▶ **What is needed**
Each entry below needs to be copied exactly, with nothing dropped.

▶ **Dataset excerpts**
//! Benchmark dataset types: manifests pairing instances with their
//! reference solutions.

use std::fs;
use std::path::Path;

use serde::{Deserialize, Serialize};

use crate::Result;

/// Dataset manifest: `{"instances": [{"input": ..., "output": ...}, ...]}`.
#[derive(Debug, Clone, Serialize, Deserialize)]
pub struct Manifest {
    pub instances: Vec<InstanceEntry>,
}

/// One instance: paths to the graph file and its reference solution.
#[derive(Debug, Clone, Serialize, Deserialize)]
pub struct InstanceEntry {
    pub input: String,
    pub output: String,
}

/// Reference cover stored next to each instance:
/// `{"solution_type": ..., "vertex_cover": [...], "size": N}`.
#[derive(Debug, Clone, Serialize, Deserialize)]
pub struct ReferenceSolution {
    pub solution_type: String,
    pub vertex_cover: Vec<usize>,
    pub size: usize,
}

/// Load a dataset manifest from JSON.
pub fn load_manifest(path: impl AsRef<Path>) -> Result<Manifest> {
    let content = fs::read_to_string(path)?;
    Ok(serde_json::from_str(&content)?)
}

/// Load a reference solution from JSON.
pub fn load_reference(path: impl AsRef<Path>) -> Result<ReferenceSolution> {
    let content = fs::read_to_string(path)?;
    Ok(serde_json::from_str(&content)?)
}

▶ **Answer for the task**
//! Benchmark dataset types: manifests pairing instances with their
//! reference solutions.

use std::fs;
use std::path::Path;

use serde::{Deserialize, Serialize};

use crate::Result;

/// Dataset manifest: `{"instances": [{"input": ..., "output": ...}, ...]}`.
#[derive(Debug, Clone, Serialize, Deserialize)]
pub struct Manifest {
    pub instances: Vec<InstanceEntry>,
}

/// One instance: paths to the graph file and its reference solution.
#[derive(Debug, Clone, Serialize, Deserialize)]
pub struct InstanceEntry {
    pub input: String,
    pub output: String,
}

/// Reference cover stored next to each instance:
/// `{"solution_type": ..., "vertex_cover": [...], "size": N}`.
#[derive(Debug, Clone, Serialize, Deserialize)]
pub struct ReferenceSolution {
    pub solution_type: String,
    pub vertex_cover: Vec<usize>,
    pub size: usize,
}

/// Load a dataset manifest from JSON.
pub fn load_manifest(path: impl AsRef<Path>) -> Result<Manifest> {
    let content = fs::read_to_string(path)?;
    Ok(serde_json::from_str(&content)?)
}

/// Load a reference solution from JSON.
pub fn load_reference(path: impl AsRef<Path>) -> Result<ReferenceSolution> {
    let content = fs::read_to_string(path)?;
    Ok(serde_json::from_str(&content)?)
}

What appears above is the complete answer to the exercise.